• Tuesday

JERK Report #20 Rained Out Plans

I planned standup paddleboard yoga among the tall ships. It rained. What the canceled plans and good detours taught me about the offers we build, and the difference between making someone faster and changing where they're headed.

What a weekend of canceled plans at Sail250 and good detours taught me about offers.

I went to Sail250 in Baltimore this weekend and it gave me some surprises.

Sail250 was part of the celebration of America's 250th. A flotilla of tall ships from around the world toured five cities. Baltimore was the one that added an air show, so we got the fighter jets too.

Saturday morning I was going to do standup paddleboard yoga among the tall ships. Sounds so epic, doesn't it? I'd signed up thinking it was just paddleboarding, and only two days before realized it was yoga on a paddleboard, which neither my friend nor I have ever done. Trying it with a backdrop of tall ships sounded too fun to miss. But it rained, my friend declined, and then the class was cancelled. The plan washed out and I was so disappointed.

Sunday, a quick outing with friends ran long and wandered. We all marveled to see Baltimore wonderfully crowded and vibrant. I'd thought we were meeting and heading to a specific ship a friend wanted to see. But it's a group. People arrived late, got enticed by the bar, insisted on drinks first. Someone else came later still, insisted on sandwiches first. And that had us positioned on the water for the flyovers we'd not timed. Eventually we climbed through tall ships and talked to strangers, laughed in the sun, then went to a crab shack after.

Most of it was not planned. All of it was the good part.

I had been thinking about Sail250 as a metaphor for offers. When I think about what we offer to people, we can build a harbor. A space people return to. The website, a shop, a course that runs monthly, weekly calls.
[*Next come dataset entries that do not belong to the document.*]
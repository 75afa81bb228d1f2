use crate::core::{DecoderState, EventBus};
use crate::player::transfer_pump::DecoderSink;
use crossbeam_channel::Receiver;
use log::info;
use parking_lot::Mutex;
use std::fmt;
use std::sync::Arc;

/// 暂停原因
#[derive(Debug, Clone, Copy, PartialEq, Eq)]
pub enum SuspendReason {
    /// 用户暂停
    Pause,
    /// 缓冲不足
    Buffering,
}

impl fmt::Display for SuspendReason {
    fn fmt(&self, f: &mut fmt::Formatter<'_>) -> fmt::Result {
        match self {
            SuspendReason::Pause => f.write_str("Pause"),
            SuspendReason::Buffering => f.write_str("Buffering"),
        }
    }
}

#[derive(Default)]
struct ArbiterState {
    suspend_count: u32,
    is_paused: bool,
    async_op_running: bool,
}

/// 暂停/恢复仲裁
///
/// 多个独立的暂停来源（用户暂停、缓冲）按引用计数合并：
/// 计数 0→1 时暂停解码器，1→0 时恢复解码器。
pub struct SuspendResumeArbiter {
    state: Mutex<ArbiterState>,
    decoder: Arc<dyn DecoderSink>,
    progress: EventBus<u8>,
}

impl SuspendResumeArbiter {
    pub fn new(decoder: Arc<dyn DecoderSink>) -> Self {
        Self {
            state: Mutex::new(ArbiterState::default()),
            decoder,
            progress: EventBus::new(),
        }
    }

    /// 缓冲进度（0 = 开始缓冲，100 = 缓冲完成）
    pub fn subscribe_progress(&self) -> Receiver<u8> {
        self.progress.subscribe()
    }

    pub fn suspend(&self, reason: SuspendReason) -> bool {
        let mut state = self.state.lock();
        self.suspend_locked(&mut state, reason)
    }

    pub fn resume(&self, reason: SuspendReason) -> bool {
        let mut state = self.state.lock();
        self.resume_locked(&mut state, reason)
    }

    fn suspend_locked(&self, state: &mut ArbiterState, reason: SuspendReason) -> bool {
        let decoder_state = self.decoder.state();
        info!(
            "⏸ 暂停请求 ({}): 解码器 {:?} 计数 {}",
            reason, decoder_state, state.suspend_count
        );
        match decoder_state {
            DecoderState::Playing => {
                state.suspend_count += 1;
                if state.suspend_count != 1 {
                    return false;
                }
                self.decoder.pause();
                true
            }
            DecoderState::Paused => {
                state.suspend_count += 1;
                false
            }
            _ => false,
        }
    }

    fn resume_locked(&self, state: &mut ArbiterState, reason: SuspendReason) -> bool {
        let decoder_state = self.decoder.state();
        info!(
            "▶ 恢复请求 ({}): 解码器 {:?} 计数 {}",
            reason, decoder_state, state.suspend_count
        );
        if decoder_state != DecoderState::Paused {
            return false;
        }

        state.suspend_count = state.suspend_count.saturating_sub(1);
        if state.suspend_count > 0 || state.async_op_running {
            return false;
        }
        self.decoder.resume();
        true
    }

    /// 用户暂停（已暂停时忽略）
    pub fn request_pause(&self) -> bool {
        let mut state = self.state.lock();
        if state.is_paused {
            return false;
        }
        state.is_paused = true;
        self.suspend_locked(&mut state, SuspendReason::Pause)
    }

    /// 用户播放（未暂停时忽略）
    pub fn request_play(&self) -> bool {
        let mut state = self.state.lock();
        if !state.is_paused {
            return false;
        }
        state.is_paused = false;
        self.resume_locked(&mut state, SuspendReason::Pause)
    }

    /// 缓冲开始/结束，实际发生暂停/恢复时发布缓冲进度
    pub fn request_buffering(&self, needed: bool) -> bool {
        let mut state = self.state.lock();
        if needed {
            if !self.suspend_locked(&mut state, SuspendReason::Buffering) {
                return false;
            }
            self.progress.publish(0);
            return true;
        }

        if !self.resume_locked(&mut state, SuspendReason::Buffering) {
            return false;
        }
        self.progress.publish(100);
        true
    }

    /// Seek 等异步操作期间，计数归零也不恢复解码器
    pub fn set_async_op_running(&self, running: bool) {
        self.state.lock().async_op_running = running;
    }

    /// 异步操作结束，执行期间被推迟的恢复
    pub fn finish_async_op(&self) -> bool {
        let mut state = self.state.lock();
        state.async_op_running = false;
        if state.suspend_count > 0 || self.decoder.state() != DecoderState::Paused {
            return false;
        }
        info!("▶ 异步操作结束，恢复解码器");
        self.decoder.resume();
        true
    }

    pub fn is_paused(&self) -> bool {
        self.state.lock().is_paused
    }

    pub fn suspend_count(&self) -> u32 {
        self.state.lock().suspend_count
    }

    /// 停止时清零
    pub fn reset(&self) {
        info!("重置暂停/恢复状态");
        *self.state.lock() = ArbiterState::default();
    }
}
Nice, steady, easy to walk past. Community we appreciate but sometimes do not prioritize. Other times we build an event, like the tall ships. Finite. Novel. A reason to come now, because it leaves Wednesday. I think we need both. The harbor that holds the ships, and the events to fill the space. The space keeps the people visiting between events. What makes both worth showing up for, to me: a shift in how I see the world, human connection, and inspiration. You leave a little different than you arrived.

If we read the JERK Signals:

Position

Where someone sits with you today. A buyer. A reader. A regular.

Velocity

Whether they are moving. This month against last. Are they still engaged?

Acceleration

Whether that participation is building or fading.

Jerk

The change in the heading. The flash in someone's eyes, the aha moment. The earliest signal.

On Sunday, the bar was the nudge. The drinks were the turn. The heading of the day changed. An offer that makes someone faster is valuable. An offer that changes where they are headed is transformational. That is jerk.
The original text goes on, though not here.